Nous, cinéastes et membres de l’équipe de l’ACID, avons rencontré Fatem Hassona en découvrant le film de Sepideh Farsi Put your soul on your hand and walk, lors de la programmation cannoise. Son sourire était aussi magique que sa ténacité : témoigner, photographier Gaza, distribuer des vivres malgré les bombes, le deuil et la faim. Son récit nous est parvenu, nous nous sommes réjouis à chacune de ses apparitions de la savoir vivante, nous avons craint pour elle. Hier, nous avons appris avec effroi qu’un missile israélien a ciblé son immeuble, et a tué Fatem et les membres de sa famille. 

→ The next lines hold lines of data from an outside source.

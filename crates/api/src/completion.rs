//! Upstream completion provider client
//!
//! Thin client over OpenAI-compatible chat completion APIs. The proxy
//! supports two upstreams (Venice and OpenAI) selected by configuration;
//! both speak the same wire format, so one client covers both.
//!
//! Transient upstream failures (5xx, transport) are retried with
//! exponential backoff before being surfaced; 4xx responses are not
//! retried since the request will not get better.

use std::time::Duration;

use serde::{Deserialize, Serialize};
use tokio_retry::strategy::{jitter, ExponentialBackoff};
use tokio_retry::RetryIf;

const REQUEST_TIMEOUT: Duration = Duration::from_secs(30);
const RETRY_BASE_DELAY_MS: u64 = 200;
const MAX_RETRIES: usize = 2;

const VENICE_BASE_URL: &str = "https://api.venice.ai/api/v1";
const OPENAI_BASE_URL: &str = "https://api.openai.com/v1";

const DEFAULT_VENICE_MODEL: &str = "llama-3.3-70b";
const DEFAULT_OPENAI_MODEL: &str = "gpt-3.5-turbo";

/// Which upstream the proxy forwards completions to
#[derive(Debug, Clone, Copy, PartialEq, Eq)]
pub enum Provider {
    Venice,
    OpenAi,
}

impl Provider {
    pub fn as_str(&self) -> &'static str {
        match self {
            Provider::Venice => "venice",
            Provider::OpenAi => "openai",
        }
    }
}

impl std::fmt::Display for Provider {
    fn fmt(&self, f: &mut std::fmt::Formatter<'_>) -> std::fmt::Result {
        f.write_str(self.as_str())
    }
}

/// Errors from the upstream completion call
#[derive(Debug, thiserror::Error)]
pub enum CompletionError {
    #[error("Completion provider not configured: {0}")]
    Configuration(String),

    #[error("{provider} returned status {status}")]
    Upstream { provider: Provider, status: u16 },

    #[error("{provider} returned an unusable response: {details}")]
    InvalidResponse { provider: Provider, details: String },

    #[error("Transport error talking to provider: {0}")]
    Transport(#[from] reqwest::Error),
}

impl CompletionError {
    /// Transient failures worth retrying. Client errors are final.
    fn is_retryable(&self) -> bool {
        match self {
            CompletionError::Upstream { status, .. } => *status >= 500,
            CompletionError::Transport(_) => true,
            _ => false,
        }
    }
}

#[derive(Debug, Serialize)]
struct ChatMessage {
    role: &'static str,
    content: String,
}

#[derive(Debug, Serialize)]
struct ChatRequest {
    model: String,
    messages: Vec<ChatMessage>,
    #[serde(skip_serializing_if = "Option::is_none")]
    max_tokens: Option<i64>,
}

#[derive(Debug, Deserialize)]
struct ChatResponse {
    choices: Vec<ChatChoice>,
    usage: Option<ChatUsage>,
}

#[derive(Debug, Deserialize)]
struct ChatChoice {
    message: ChatChoiceMessage,
}

#[derive(Debug, Deserialize)]
struct ChatChoiceMessage {
    content: Option<String>,
}

#[derive(Debug, Deserialize)]
struct ChatUsage {
    total_tokens: Option<i64>,
}

/// Result of a successful completion
#[derive(Debug, Clone)]
pub struct Completion {
    pub content: String,
    /// Total tokens billed by the upstream; zero when the upstream omits
    /// usage data rather than failing the request.
    pub tokens_used: i64,
    pub model: String,
    pub provider: Provider,
}

/// Client for an OpenAI-compatible completion API
#[derive(Clone)]
pub struct CompletionClient {
    http: reqwest::Client,
    provider: Provider,
    base_url: String,
    api_key: String,
    model: String,
}

// Manual impl so the API key never reaches logs.
impl std::fmt::Debug for CompletionClient {
    fn fmt(&self, f: &mut std::fmt::Formatter<'_>) -> std::fmt::Result {
        f.debug_struct("CompletionClient")
            .field("provider", &self.provider)
            .field("base_url", &self.base_url)
            .field("model", &self.model)
            .finish_non_exhaustive()
    }
}

impl CompletionClient {
    /// Build the client from environment variables.
    ///
    /// `AI_PROVIDER` selects the upstream (`venice` is the default); the
    /// matching `*_API_KEY` must be set.
    pub fn from_env() -> Result<Self, CompletionError> {
        let provider = match std::env::var("AI_PROVIDER").as_deref() {
            Ok("openai") => Provider::OpenAi,
            Ok("venice") | Err(_) => Provider::Venice,
            Ok(other) => {
                return Err(CompletionError::Configuration(format!(
                    "Unknown AI_PROVIDER '{}'",
                    other
                )))
            }
        };

        let (key_var, model_var, base_url, default_model) = match provider {
            Provider::Venice => (
                "VENICE_API_KEY",
                "VENICE_MODEL",
                VENICE_BASE_URL,
                DEFAULT_VENICE_MODEL,
            ),
            Provider::OpenAi => (
                "OPENAI_API_KEY",
                "OPENAI_MODEL",
                OPENAI_BASE_URL,
                DEFAULT_OPENAI_MODEL,
            ),
        };

        let api_key = std::env::var(key_var)
            .map_err(|_| CompletionError::Configuration(format!("{} must be set", key_var)))?;
        let model = std::env::var(model_var).unwrap_or_else(|_| default_model.to_string());

        Self::new(provider, base_url.to_string(), api_key, model)
    }

    pub fn new(
        provider: Provider,
        base_url: String,
        api_key: String,
        model: String,
    ) -> Result<Self, CompletionError> {
        // A client without the timeout would let one slow upstream call pin
        // a request indefinitely, so a builder failure is fatal.
        let http = reqwest::Client::builder()
            .timeout(REQUEST_TIMEOUT)
            .build()
            .map_err(|e| {
                CompletionError::Configuration(format!("failed to build HTTP client: {}", e))
            })?;
        Ok(Self {
            http,
            provider,
            base_url,
            api_key,
            model,
        })
    }

    pub fn provider(&self) -> Provider {
        self.provider
    }

    pub fn model(&self) -> &str {
        &self.model
    }

    /// Run one chat completion for a user prompt.
    pub async fn generate(
        &self,
        prompt: &str,
        max_tokens: Option<i64>,
    ) -> Result<Completion, CompletionError> {
        let strategy = ExponentialBackoff::from_millis(RETRY_BASE_DELAY_MS)
            .map(jitter)
            .take(MAX_RETRIES);

        RetryIf::spawn(
            strategy,
            || self.attempt(prompt, max_tokens),
            CompletionError::is_retryable,
        )
        .await
    }

    async fn attempt(
        &self,
        prompt: &str,
        max_tokens: Option<i64>,
    ) -> Result<Completion, CompletionError> {
        let request = ChatRequest {
            model: self.model.clone(),
            messages: vec![ChatMessage {
                role: "user",
                content: prompt.to_string(),
            }],
            max_tokens,
        };

        let response = self
            .http
            .post(format!("{}/chat/completions", self.base_url))
            .bearer_auth(&self.api_key)
            .json(&request)
            .send()
            .await?;

        let status = response.status();
        if !status.is_success() {
            tracing::warn!(
                provider = %self.provider,
                status = status.as_u16(),
                "Completion request failed"
            );
            return Err(CompletionError::Upstream {
                provider: self.provider,
                status: status.as_u16(),
            });
        }

        let body: ChatResponse = response.json().await.map_err(|e| {
            CompletionError::InvalidResponse {
                provider: self.provider,
                details: e.to_string(),
            }
        })?;

        let content = body
            .choices
            .first()
            .and_then(|c| c.message.content.clone())
            .ok_or_else(|| CompletionError::InvalidResponse {
                provider: self.provider,
                details: "response carried no message content".to_string(),
            })?;

        // Missing usage data must not fail the request; the charge is 0.
        let tokens_used = body
            .usage
            .and_then(|u| u.total_tokens)
            .unwrap_or_default();

        Ok(Completion {
            content,
            tokens_used,
            model: self.model.clone(),
            provider: self.provider,
        })
    }
}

 Nous avions visionné et programmé un film où la force de vie de cette jeune femme tenait de l’ordre du miracle. Ce n’est plus le même film que nous allons porter, soutenir et présenter dans toutes les salles, en commençant par Cannes. Nous tous et toutes, cinéastes et spectateurs.rices, devons être dignes de sa lumière. 

Nous partageons, ici, des extraits des mots de Sepideh Farsi à propos de Fatem, publié ce jour sur Libération.


Les yeux de Gaza 

Peut-être que j’annonce ma mort maintenant

 Avant que la personne en face de moi ne charge

Son fusil de tireur d’élite 

Et termine son travail. 

Pour que je finisse. 

Silence. 

Ce sont les mots de Fatma Hassona (Fatem pour les intimes), dans un long poème qui s’intitule « L’homme qui portait ses yeux ». Un poème qui sent le souffre, sent déjà la mort, mais qui est plein de vie aussi, comme l’était Fatem, jusqu’à ce matin, avant qu’une bombe israélienne ne la fauche, elle et toute sa famille, réduisant la maison familiale en poussière. Elle venait juste d’avoir 25 ans. Je l’avais connu par le biais d’un ami palestinien, au Caire, alors que je cherchais désespérément le moyen de me rendre à Gaza, me heurtant à des routes bloquées, pour chercher réponse à une question à la fois simple et complexe. Comment survit-on à Gaza, sous siège depuis tant d’années ? Quel est le quotidien des palestiniens sous la guerre ? Que veut effacer Israel dans ces quelques kilomètres carrés, à coup de bombes et de mortiers ? Moi, qui venais de finir un film, la Sirène, sur une autre guerre, celle entre l’Irak et l’Iran.

 […]

 Alors, Fatem devint mes yeux à Gaza, et moi, une fenêtre ouverte sur le monde. J’ai filmé, saisissant les instants que nous offraient nos appels vidéos, ce que Fatem m’offrait, pleine de fougue, d’énergie. J’ai filmé ses rires et ses larmes, son espoir et sa dépression. J’ai suivi mon instinct. Sans savoir à l’avance où nous mèneraient ces images. C’est la beauté du cinéma. La beauté de la vie.

[…]

Hier, en apprenant la nouvelle, j’ai d’abord refusé d’y croire, pensant à une erreur, comme il y a quelques mois, lorsqu’une famille homonyme avait péri dans une attaque israélienne. Incrédule, je l’ai appelée, puis envoyé un message, un autre, et encore un autre. […] Toutes ces existences lumineuses ont été anéanties par un doigt qui a appuyé sur un bouton, et a lâché une bombe, pour effacer une maison de plus. Il n’y a plus de doute à avoir, ce qui court aujourd’hui à Gaza n’est plus, et depuis longtemps, une réponse aux crimes commis par le Hamas le 7 octobre, c’est un génocide. J’accuse ceux qui le commettent ainsi que leurs complices et je demande justice pour Fatem et tous les palestiniens innocents qui ont péri.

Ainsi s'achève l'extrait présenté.